重なり合いぶつかり合いの末、一匹が運よくアメの端をくわえることのできた。
そして、水と一緒に一気に丸飲みにして戦いに終止符を打った。
初弾の行く末を見届けながら千歳アメを両手いっぱいに集め終えた。
今度は、池の広い範囲をめがけて千歳アメを一気にばら撒いた。
ふたたび水面で激しいしぶきをあげながら暴れまわる。
愉快なそれをながめながら軽く手を払った。
こんなふうに千歳アメをあげているせいか、最近コイの発色が良くなった気がする。特に紅色の部分が。
池を見ながら歩いていると、足の裏で背が高く細長い硬いものに触れた。
紅色の千歳アメだった。
二センチ程度、まだ生えたばかりのようだ。
抜こうと思い指を伸ばすが、不意に思い立ち、人差し指で押してみた。
――カチンッ!
地中でなにかのスイッチがはいる音がした。
まもなく、池の中心付近から激しく水の流れる音が響いた。
池のふちへいってみると、そこには、底の見えない大きな丸い穴が開いていた。池の大きさの四分の一ほどありそうだ。

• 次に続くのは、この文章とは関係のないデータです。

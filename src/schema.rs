//! Diesel table definitions for the primary store.
//!
//! Only the primary store's `postgres_users` table is mapped through the
//! diesel DSL; its schema is migrated by an external tool. The secondary
//! store's tables (`oracle_users`, `oracle_users_role`,
//! `oracle_users_grant`) are managed out-of-band and accessed exclusively
//! through raw parameterized statements, so they are not declared here.

diesel::table! {
    postgres_users (id) {
        id -> Int8,
        #[max_length = 100]
        name -> Varchar,
        birth_date -> Nullable<Date>,
        #[max_length = 50]
        gender -> Nullable<Varchar>,
        #[max_length = 100]
        role -> Varchar,
        #[max_length = 255]
        grant_field -> Nullable<Varchar>,
    }
}
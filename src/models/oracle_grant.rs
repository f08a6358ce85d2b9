use diesel::prelude::*;
use diesel::sql_types::{BigInt, Nullable, Text};

/// Secondary-store grant row, read back from raw SQL.
#[derive(Debug, QueryableByName, Clone, PartialEq, Eq)]
pub struct OracleGrantRow {
    #[diesel(sql_type = BigInt)]
    pub id: i64,
    #[diesel(sql_type = Nullable<Text>)]
    pub name: Option<String>,
    #[diesel(sql_type = Nullable<Text>)]
    pub description: Option<String>,
}
use crate::github::types::{Branch, RateLimitInfo, Repo, User};
use crate::lookup::LookupResult;
use crate::reconcile::FetchStatus;
use chrono::{DateTime, Utc};

#[derive(Debug, Clone, PartialEq, Eq)]
pub struct Person {
    pub role: &'static str,
    pub name: String,
    pub avatar_url: String,
}

impl Person {
    fn from_user(role: &'static str, user: &User) -> Self {
        Self {
            role,
            name: user.display_name().to_string(),
            avatar_url: user.avatar_url.clone(),
        }
    }
}

#[derive(Debug, Clone, PartialEq, Eq)]
pub struct RepoCard {
    pub name_with_owner: String,
    pub owner: Person,
}

#[derive(Debug, Clone, PartialEq, Eq)]
pub struct BranchCard {
    pub name: String,
    pub sha: String,
    pub message: String,
    pub people: Vec<Person>,
}

#[derive(Debug, Clone, PartialEq)]
pub struct RateLimitCard {
    pub resets: String,
    pub usage: String,
    pub last_request: String,
    pub ratio: f64,
}

#[derive(Debug, Clone, PartialEq)]
pub enum Fragment {
    Loading,
    ErrorLabel(String),
    ErrorLink { text: String, href: String },
    Repository(RepoCard),
    Branch(BranchCard),
    BranchMissing(String),
    RateLimit(RateLimitCard),
}

/// Maps the reconciler state to what the result panel shows, top to bottom.
pub fn fragments(
    status: FetchStatus,
    result: Option<&LookupResult>,
    branch_name: &str,
    now: DateTime<Utc>,
) -> Vec<Fragment> {
    if status == FetchStatus::Loading {
        return vec![Fragment::Loading];
    }

    let Some(result) = result else {
        return Vec::new();
    };

    match result {
        LookupResult::GraphqlError(message) | LookupResult::Transport(message) => {
            vec![Fragment::ErrorLabel(message.clone())]
        }
        LookupResult::RestError {
            message,
            documentation_url: Some(href),
        } => vec![Fragment::ErrorLink {
            text: message.clone(),
            href: href.clone(),
        }],
        LookupResult::RestError {
            message,
            documentation_url: None,
        } => vec![Fragment::ErrorLabel(message.clone())],
        LookupResult::Unrecognized(detail) => {
            vec![Fragment::ErrorLabel(format!("Unexpected response: {detail}"))]
        }
        LookupResult::Success(lookup) => {
            let mut out: Vec<Fragment> = lookup
                .errors
                .iter()
                .map(|e| Fragment::ErrorLabel(e.message.clone()))
                .collect();

            if let Some(ref repo) = lookup.repo {
                out.push(Fragment::Repository(repo_card(repo)));
            }
            match lookup.branch {
                Some(ref branch) => out.push(Fragment::Branch(branch_card(branch))),
                None if lookup.repo.is_some() => out.push(Fragment::BranchMissing(format!(
                    "Could not find branch {branch_name}"
                ))),
                None => {}
            }
            if let Some(ref rate) = lookup.rate_limit_info {
                out.push(Fragment::RateLimit(rate_limit_card(rate, now)));
            }
            out
        }
    }
}

fn repo_card(repo: &Repo) -> RepoCard {
    RepoCard {
        name_with_owner: repo.name_with_owner.clone(),
        owner: Person::from_user("Owner", &repo.owner),
    }
}

fn branch_card(branch: &Branch) -> BranchCard {
    BranchCard {
        name: branch.name.clone(),
        sha: branch.head.sha.clone(),
        message: branch.head.message.clone(),
        people: vec![
            Person::from_user("Author", &branch.head.author),
            Person::from_user("Committer", &branch.head.committer),
        ],
    }
}

pub fn rate_limit_card(rate: &RateLimitInfo, now: DateTime<Utc>) -> RateLimitCard {
    let ratio = if rate.limit > 0 {
        (rate.used as f64 / rate.limit as f64).clamp(0.0, 1.0)
    } else {
        0.0
    };
    RateLimitCard {
        resets: reset_text(&rate.reset_at, now),
        usage: format!("Usage: {}/{}", rate.used, rate.limit),
        last_request: format!("Cost: {}, nodes: {}", rate.cost, rate.node_count),
        ratio,
    }
}

/// Whole minutes until reset, rounded down.
pub fn reset_text(reset_at: &str, now: DateTime<Utc>) -> String {
    let Ok(reset) = DateTime::parse_from_rfc3339(reset_at) else {
        return "Reset time unknown".to_string();
    };
    let secs = (reset.with_timezone(&Utc) - now).num_seconds();
    let minutes = secs.div_euclid(60);
    if minutes >= 0 {
        format!("Resets in {minutes} minutes")
    } else {
        "Already reset.".to_string()
    }
}
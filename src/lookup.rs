//! Decoding of lookup payloads into [`LookupResult`].
//!
//! A payload is whatever JSON the lookup backend resolved with. The shapes
//! understood here are:
//!
//! * `{"Error": "..."}`: a GraphQL-style error raised by the backend itself
//! * `{"message": "...", "documentation_url": "..."}`: a GitHub REST error
//! * `{"Data": {...}}` or the same object unwrapped: branch/repo/rate-limit
//!   data, any part of which may be missing
//! * `{"errors": [{"message": "..."}]}` with no data: GraphQL errors only

use crate::github::types::{Branch, Data, GraphqlErrorMessage, RateLimitInfo, Repo};
use itertools::Itertools;
use serde_json::{Map, Value};

const DATA_KEYS: &[&str] = &["branch", "repo", "rate_limit_info", "errors"];

#[derive(Debug, Clone, PartialEq, Eq, Default)]
pub struct Lookup {
    pub branch: Option<Branch>,
    pub repo: Option<Repo>,
    pub rate_limit_info: Option<RateLimitInfo>,
    pub errors: Vec<GraphqlErrorMessage>,
}

impl From<Data> for Lookup {
    fn from(data: Data) -> Self {
        Self {
            branch: data.branch,
            repo: data.repo,
            rate_limit_info: data.rate_limit_info,
            errors: data.errors.unwrap_or_default(),
        }
    }
}

#[derive(Debug, Clone, PartialEq, Eq)]
pub enum LookupResult {
    Success(Lookup),
    GraphqlError(String),
    RestError {
        message: String,
        documentation_url: Option<String>,
    },
    Transport(String),
    /// Payload matched none of the known shapes.
    Unrecognized(String),
}

pub fn classify(payload: &Value) -> LookupResult {
    let Some(obj) = payload.as_object() else {
        return LookupResult::Unrecognized(format!("expected an object, got {}", kind_of(payload)));
    };

    if let Some(err) = obj.get("Error") {
        return LookupResult::GraphqlError(
            err.as_str()
                .map(String::from)
                .unwrap_or_else(|| err.to_string()),
        );
    }

    if let (Some(message), true) = (
        obj.get("message").and_then(Value::as_str),
        obj.contains_key("documentation_url"),
    ) {
        return LookupResult::RestError {
            message: message.to_string(),
            documentation_url: obj
                .get("documentation_url")
                .and_then(Value::as_str)
                .map(String::from),
        };
    }

    let data = match obj.get("Data") {
        Some(Value::Object(inner)) => inner,
        Some(other) => {
            return LookupResult::Unrecognized(format!("Data is {}", kind_of(other)));
        }
        None if DATA_KEYS.iter().any(|k| obj.contains_key(*k)) => obj,
        None => {
            return LookupResult::Unrecognized(format!(
                "unknown payload keys: {}",
                obj.keys().join(", ")
            ));
        }
    };

    decode_data(data)
}

fn decode_data(data: &Map<String, Value>) -> LookupResult {
    let data: Data = match serde_json::from_value(Value::Object(data.clone())) {
        Ok(d) => d,
        Err(e) => return LookupResult::Unrecognized(format!("malformed data: {e}")),
    };
    let lookup = Lookup::from(data);

    let nothing_found =
        lookup.branch.is_none() && lookup.repo.is_none() && lookup.rate_limit_info.is_none();
    if nothing_found && !lookup.errors.is_empty() {
        return LookupResult::GraphqlError(lookup.errors.iter().map(|e| &e.message).join("; "));
    }

    LookupResult::Success(lookup)
}

fn kind_of(value: &Value) -> &'static str {
    match value {
        Value::Null => "null",
        Value::Bool(_) => "a boolean",
        Value::Number(_) => "a number",
        Value::String(_) => "a string",
        Value::Array(_) => "an array",
        Value::Object(_) => "an object",
    }
}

鯉も千歳アメも水も、すべて滝を作って穴へ流れ落ちていく。
急いでもう一度千歳アメのスイッチを押すが、空回る感触があるのみで穴がふさがることはなかった。
スイッチの周りを掘り返してみたが地中深くまで根を張っていた。
こうしているあいだにも、池の水は、肉眼で底が見えるほど減ってしまっている。
土から掘り出したぶんだけ長くなった千歳アメを握り、今度は思い切り引っ張りあげた。
『やぶれかぶれ』とも『やけっぱち』ともいうような行為だった。
千歳アメはスポンッと抜けてしまった。
抜けた千歳アメは一メートル以上あり、その先端には『はずれ』という言葉とともに『コロン ハイフン アルファベットのピー』が書かれていた。
池からは完全に水がなくなり、打ち上げられたコイが元気よく跳ね回っていた。